Most gasket storage practices are rarely optimal or even satisfactory. What is the best way to store gaskets and how can we improve the way we currently store them?
Although many gaskets or gasket materials from which they are cut can be used safely after storage for many years, ageing will have a distinct effect on the performance of certain types of gaskets or those materials. Primarily, this is a concern with materials which are bonded with elastomers. They in general should not be used after about 5 years from the date of manufacture. If required, they shall be used only after careful inspection. Gaskets or materials with elastomeric binders will inevitably deteriorate over time, and even more quickly at higher ambient temperatures. Degradation is also catalysed by intense sunlight.
Everyone is aware that rubber deteriorates relatively quickly unless it has been formulated to withstand specific environmental conditions to which it will be exposed during its lifetime. It is not recommended gaskets to be stored for an extended period of time. Rubber chemicals used in gasket manufacturing are intended to provide optimal processability during manufacturing and optimal performance in a flange connection.
Binders combine all the components in the gasket. With the manufacturer’s unique mixing process, these components greatly contribute to the material’s flexibility. As the gasket ages naturally, and depending on the way the finished gasket or sheet from witch it is cut was stored, problems such as stretching, distortion, cracking and sticking can occur.
Filler components may arguably be the largest contributor to gasket deterioration.

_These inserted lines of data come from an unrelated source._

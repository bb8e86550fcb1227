//! Shared utility functions
//!
//! Qualified-name and identifier helpers used by the store, the model and the
//! source builders.

/// Last segment of a dotted qualified name
///
/// # Examples
/// ```
/// use classforge::util::simple_name;
/// assert_eq!(simple_name("java.util.List"), "List");
/// assert_eq!(simple_name("Widget"), "Widget");
/// ```
pub fn simple_name(qualified: &str) -> &str {
    qualified.rsplit('.').next().unwrap_or(qualified)
}

/// Everything before the last dot, or "" for unqualified names
///
/// # Examples
/// ```
/// use classforge::util::qualifier;
/// assert_eq!(qualifier("java.util.List"), "java.util");
/// assert_eq!(qualifier("Widget"), "");
/// ```
pub fn qualifier(qualified: &str) -> &str {
    match qualified.rfind('.') {
        Some(idx) => &qualified[..idx],
        None => "",
    }
}

/// Convert a binary name (`a.b.Outer$Inner`) to its source form (`a.b.Outer.Inner`)
pub fn normalize_name(name: &str) -> String {
    name.trim().replace('$', ".")
}

/// Join a package and a simple name
pub fn qualify(package: &str, name: &str) -> String {
    if package.is_empty() {
        name.to_string()
    } else {
        format!("{}.{}", package, name)
    }
}

/// Uppercase the first character
///
/// # Examples
/// ```
/// use classforge::util::capitalize;
/// assert_eq!(capitalize("name"), "Name");
/// assert_eq!(capitalize(""), "");
/// ```
pub fn capitalize(s: &str) -> String {
    let mut chars = s.chars();
    match chars.next() {
        Some(c) => c.to_uppercase().chain(chars).collect(),
        None => String::new(),
    }
}

/// Convert camelCase to UPPER_SNAKE_CASE
///
/// # Examples
/// ```
/// use classforge::util::to_upper_snake_case;
/// assert_eq!(to_upper_snake_case("maxSize"), "MAX_SIZE");
/// ```
pub fn to_upper_snake_case(s: &str) -> String {
    let mut result = String::new();
    for (i, c) in s.chars().enumerate() {
        if c.is_ascii_uppercase() && i > 0 {
            result.push('_');
        }
        result.push(c.to_ascii_uppercase());
    }
    result
}

/// Whether `name` is a legal identifier in the target language
pub fn is_identifier(name: &str) -> bool {
    let mut chars = name.chars();
    match chars.next() {
        Some(c) if c.is_alphabetic() || c == '_' || c == '$' => {}
        _ => return false,
    }
    chars.all(|c| c.is_alphanumeric() || c == '_' || c == '$')
}
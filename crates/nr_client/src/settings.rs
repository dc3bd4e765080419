use std::sync::Arc;
use std::time::Duration;
use nr_core::{parse_article_url, BackendSettings, Error, Result};
use tokio::sync::RwLock;
use tracing::{debug, info};
use crate::repository::Repository;
use crate::view::View;

/// How long after startup the settings prompt appears when the fetch
/// service has not been configured yet.
pub const SETTINGS_PROMPT_DELAY: Duration = Duration::from_millis(500);

/// Holds the fetch service url and key.
pub struct SettingsManager {
    settings: Arc<RwLock<Option<BackendSettings>>>,
    repo: Repository<BackendSettings>,
}

impl SettingsManager {
    /// Restores saved settings. If none are usable, the view is asked for
    /// them once [`SETTINGS_PROMPT_DELAY`] has passed, unless they were
    /// saved in the meantime.
    pub async fn load(repo: Repository<BackendSettings>, view: Arc<dyn View>) -> Result<Self> {
        let settings = Arc::new(RwLock::new(repo.load().await?));
        let configured = settings
            .read()
            .await
            .as_ref()
            .is_some_and(BackendSettings::is_configured);

        if configured {
            debug!("Backend settings restored");
        } else {
            info!("Backend settings missing, prompting shortly");
            let pending = settings.clone();
            tokio::spawn(async move {
                tokio::time::sleep(SETTINGS_PROMPT_DELAY).await;
                let still_missing = !pending
                    .read()
                    .await
                    .as_ref()
                    .is_some_and(BackendSettings::is_configured);
                if still_missing {
                    view.prompt_settings();
                }
            });
        }

        Ok(Self { settings, repo })
    }

    /// Replaces the stored settings. Both fields are required; a trailing
    /// `/` on the url is dropped.
    pub async fn save(&self, url: &str, key: &str) -> Result<BackendSettings> {
        let url = url.trim();
        let key = key.trim();
        if url.is_empty() || key.is_empty() {
            return Err(Error::InvalidInput(
                "Both the backend URL and access key are required".to_string(),
            ));
        }
        parse_article_url(url)?;

        let settings = BackendSettings::new(url.trim_end_matches('/'), key);
        self.repo.save(&settings).await?;
        *self.settings.write().await = Some(settings.clone());
        info!(url = %settings.url, "Saved backend settings");
        Ok(settings)
    }

    pub async fn current(&self) -> Option<BackendSettings> {
        self.settings.read().await.clone()
    }

    pub async fn is_configured(&self) -> bool {
        self.settings
            .read()
            .await
            .as_ref()
            .is_some_and(BackendSettings::is_configured)
    }
}
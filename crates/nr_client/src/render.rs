use nr_core::Article;

pub const EMPTY_LIST_MESSAGE: &str = "No articles yet. Add one from a URL or paste some text.";

const EXCERPT_CHARS: usize = 160;

fn excerpt(content: &str) -> String {
    let flat = content.split_whitespace().collect::<Vec<_>>().join(" ");
    if flat.chars().count() <= EXCERPT_CHARS {
        return flat;
    }
    let cut: String = flat.chars().take(EXCERPT_CHARS).collect();
    format!("{}…", cut.trim_end())
}

/// Plain-text rendering of the article list, newest first.
pub fn render_articles(articles: &[Article]) -> String {
    if articles.is_empty() {
        return format!("{}\n", EMPTY_LIST_MESSAGE);
    }

    let mut out = String::new();
    for article in articles {
        out.push_str(&format!("[{}] {}\n", article.id, article.title));
        out.push_str(&format!("    source:  {}\n", article.source));
        out.push_str(&format!("    {}\n", excerpt(&article.content)));
        if article.is_summarizing {
            out.push_str("    summary: Summarizing…\n");
        } else if let Some(summary) = &article.summary {
            out.push_str(&format!("    summary: {}\n", summary));
        }
        out.push_str(&format!(
            "    actions: summarize {id} | remove {id}\n\n",
            id = article.id
        ));
    }
    out
}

These components come in many forms from many different chemical families and are generally unique to every manufacturer. They are selected and combined to optimize gasket performance and maintain a cost level that the end user can afford. They can often deteriorate quickly in a storage environment because they were designed to work in a more aggressive, pressurized and chemical environment.
Other industrial gasket types (PTFE, semi-metallic and metallic) are not as susceptible to poor storage conditions but can also be affected. High humidity and moisture can also cause metallic components to oxidize.
Optimal Storage Conditions for Gaskets
There are many good reasons why it is important to store gaskets properly. They are one of the most critical components in a piping system and they are faulted in the majority of flange connection failures. To give them a chance to work the way they were designed, they need to be stored in a way that minimizes deterioration.
During storage gaskets should not be subjected to extreme heat or humidity. Store them in a cool, dry place, away from direct sunlight, water, oil and chemicals. Rubber sheets used for gaskets should be stored horizontally and when they are on rolls – vertically to avoid tensions and permanent warpage. Avoid hanging gaskets – they may distort. Store soft gaskets horizontally. Ideal storage conditions are: temperature < 25°С, air humidity 50 – 60%, Darkened storage room. Store the gasket in a clean condition (ideally in a plastic bag and wrapped in something opaque like cardboard).
These steps will help ensure the best piping system performance for the longest time possible. When fewer gaskets are wasted due to deterioration from poor storage the result is additional money to combat real problems.